Esta definición de la labor docente fue reafirmada por el artículo 104 de la ley general de educación (115 de 1994) al prever que “el educador es el orientador en los establecimientos educativos, de un proceso de formación; enseñanza y aprendizaje de los educandos...”.

De lo anterior se infiere que la labor docente no es independiente, sino que el servicio se presta personalmente y está subordinado al cumplimiento de los reglamentos propios del servicio público de la educación.

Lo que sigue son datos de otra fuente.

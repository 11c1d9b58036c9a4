//! Data frames for mango: named collections of [`mango_columnar::Series`] with row access,
//! row-wise functions, CSV input and a boxed text rendering.
//!
//! Parquet I/O is available behind the `arrow` feature.

#![forbid(unsafe_code)]

mod display;
mod error;
mod frame;

pub mod csv;

#[cfg(feature = "arrow")]
pub mod arrow;
#[cfg(feature = "arrow")]
pub mod parquet;

pub use crate::csv::{read_csv, read_csv_path, read_csv_str, CsvOptions};
pub use crate::display::{DisplayOptions, FrameDisplay};
pub use crate::error::{FrameError, Result};
pub use crate::frame::{DataFrame, Row};

pub use mango_columnar::{ColumnType, Series, TypedSeries, Value};
#![warn(
    unused,
    clippy::cast_possible_truncation,
    clippy::cast_possible_wrap,
    rust_2018_idioms
)]

//! # tnb-data
//! Historical crypto candle data for offline model training.
//!
//! * **Fetch**: page through a time range one window at a time against an exchange candle API,
//!   collecting the returned rows into a [`CryptoTable`](table::CryptoTable).
//! * **Crawl**: dump every raw window response to disk, then [`merge`] the files back into a
//!   table later.
//! * **Train**: wrap a table in a [`CryptoCandleDataset`](dataset::CryptoCandleDataset) that
//!   serves fixed-length historical windows as `ndarray` matrices.
//!
//! ## Examples
//! ```rust,ignore
//! use chrono::DateTime;
//! use tnb_data::{dataset::CryptoCandleDataset, request::CryptoDataRequest};
//!
//! let table = CryptoDataRequest::new()?
//!     .request("BTC/USDT", start, end, "ftx", 300, None)
//!     .await?;
//!
//! let dataset = CryptoCandleDataset::new(&table, 32, ["open", "close"])?;
//! let first = dataset.get(0)?; // shape [32, 2]
//! ```

/// All [`Error`](std::error::Error)s generated in tnb-data.
pub mod error;

/// Exchange specific candle API descriptors.
#[cfg(feature = "rest")]
pub mod exchange;

/// Interval paging, the generic REST candle client and the [`CandleFetcher`](rest::CandleFetcher)
/// interface.
#[cfg(feature = "rest")]
pub mod rest;

/// Unified [`CryptoDataRequest`](request::CryptoDataRequest) facade over the supported exchanges.
#[cfg(feature = "rest")]
pub mod request;

/// Raw per-window response crawler.
#[cfg(feature = "rest")]
pub mod crawl;

/// Merge crawled window files back into a single table.
#[cfg(feature = "rest")]
pub mod merge;

/// Schema-less candle table with CSV persistence.
pub mod table;

/// Fixed-length historical window dataset for training loops.
pub mod dataset;

/// Environment driven crawl configuration.
pub mod config;

/// Tracing subscriber initialisation for binaries.
pub mod logging;
use crate::{
    error::DataError,
    exchange::{ftx::FtxServer, poloniex::PoloniexServer},
    rest::{CandleFetch, CandleFetcher, CandleRequest, DEFAULT_PAGE_SIZE, RestCandleClient},
    table::CryptoTable,
};
use chrono::{DateTime, Utc};
use std::path::Path;
use tnb_instrument::exchange::ExchangeId;
use tracing::{info, warn};

/// Single entry point for requesting a historical candle range from any supported exchange.
///
/// Supported exchange names are `"ftx"` and `"poloniex"`. Each call pages through the range
/// sequentially with a fresh set of query parameters per window.
#[derive(Debug, Clone)]
pub struct CryptoDataRequest {
    ftx: RestCandleClient<FtxServer>,
    poloniex: RestCandleClient<PoloniexServer>,
    page_size: u32,
}

impl CryptoDataRequest {
    /// Construct a [`CryptoDataRequest`] against the production exchange APIs.
    pub fn new() -> Result<Self, DataError> {
        Ok(Self {
            ftx: RestCandleClient::new()?,
            poloniex: RestCandleClient::new()?,
            page_size: DEFAULT_PAGE_SIZE,
        })
    }

    /// Construct a [`CryptoDataRequest`] from pre-built clients, eg/ pointed at mock servers.
    pub fn with_clients(
        ftx: RestCandleClient<FtxServer>,
        poloniex: RestCandleClient<PoloniexServer>,
    ) -> Self {
        Self {
            ftx,
            poloniex,
            page_size: DEFAULT_PAGE_SIZE,
        }
    }

    /// Override the number of candles requested per window.
    pub fn with_page_size(self, page_size: u32) -> Self {
        Self { page_size, ..self }
    }

    pub fn page_size(&self) -> u32 {
        self.page_size
    }

    /// Fetch `currency` over `[start, end)` from `exchange` and return the resulting table.
    ///
    /// If `file_path` is provided the table is also written there as comma delimited text.
    /// Windows rejected by the exchange are skipped; use
    /// [`request_with_gaps`](Self::request_with_gaps) to see which.
    pub async fn request(
        &self,
        currency: &str,
        start: DateTime<Utc>,
        end: DateTime<Utc>,
        exchange: &str,
        resolution: u32,
        file_path: Option<&Path>,
    ) -> Result<CryptoTable, DataError> {
        self.request_with_gaps(currency, start, end, exchange, resolution, file_path)
            .await
            .map(|fetch| fetch.table)
    }

    /// As [`request`](Self::request), also returning the manifest of windows the exchange
    /// rejected.
    pub async fn request_with_gaps(
        &self,
        currency: &str,
        start: DateTime<Utc>,
        end: DateTime<Utc>,
        exchange: &str,
        resolution: u32,
        file_path: Option<&Path>,
    ) -> Result<CandleFetch, DataError> {
        let exchange = supported_exchange(exchange)?;
        let request = CandleRequest::new(
            currency.to_string(),
            start,
            end,
            resolution,
            self.page_size,
        );

        let fetch = match exchange {
            ExchangeId::Ftx => self.ftx.fetch_candles(request).await?,
            ExchangeId::Poloniex => self.poloniex.fetch_candles(request).await?,
            ExchangeId::PoloniexLegacy => {
                return Err(DataError::UnsupportedExchange(exchange.to_string()));
            }
        };

        for gap in &fetch.missing {
            warn!(
                %exchange,
                currency,
                window = %gap.window,
                status = %gap.status,
                "candle window missing from output"
            );
        }

        if let Some(path) = file_path {
            fetch.table.write_csv(path)?;
            info!(%exchange, currency, path = %path.display(), "persisted candle table");
        }

        Ok(fetch)
    }
}

/// Resolve an exchange name accepted by [`CryptoDataRequest`].
fn supported_exchange(name: &str) -> Result<ExchangeId, DataError> {
    match name.parse::<ExchangeId>() {
        Ok(exchange @ (ExchangeId::Ftx | ExchangeId::Poloniex)) => Ok(exchange),
        _ => Err(DataError::UnsupportedExchange(name.to_string())),
    }
}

La Corte Constitucional en sentencia C-154 de 19 de marzo de 1997, expresa claramente las diferencias entre el contrato de trabajo y el de prestación de servicios, dice al respecto:

“Como es bien sabido, el contrato de trabajo tiene elementos diferentes al de prestación de servicios independientes. En efecto para que aquél se configure se requiere la existencia de la prestación personal del servicio, la continuada subordinación laboral y la remuneración como contraprestación del mismo. En cambio, en el contrato de prestación de servicios, la actividad independiente desarrollada, puede provenir de una persona jurídica con la que no existe el elemento de la subordinación laboral o dependencia consistente en la potestad de impartir órdenes en la ejecución de la labor contratada.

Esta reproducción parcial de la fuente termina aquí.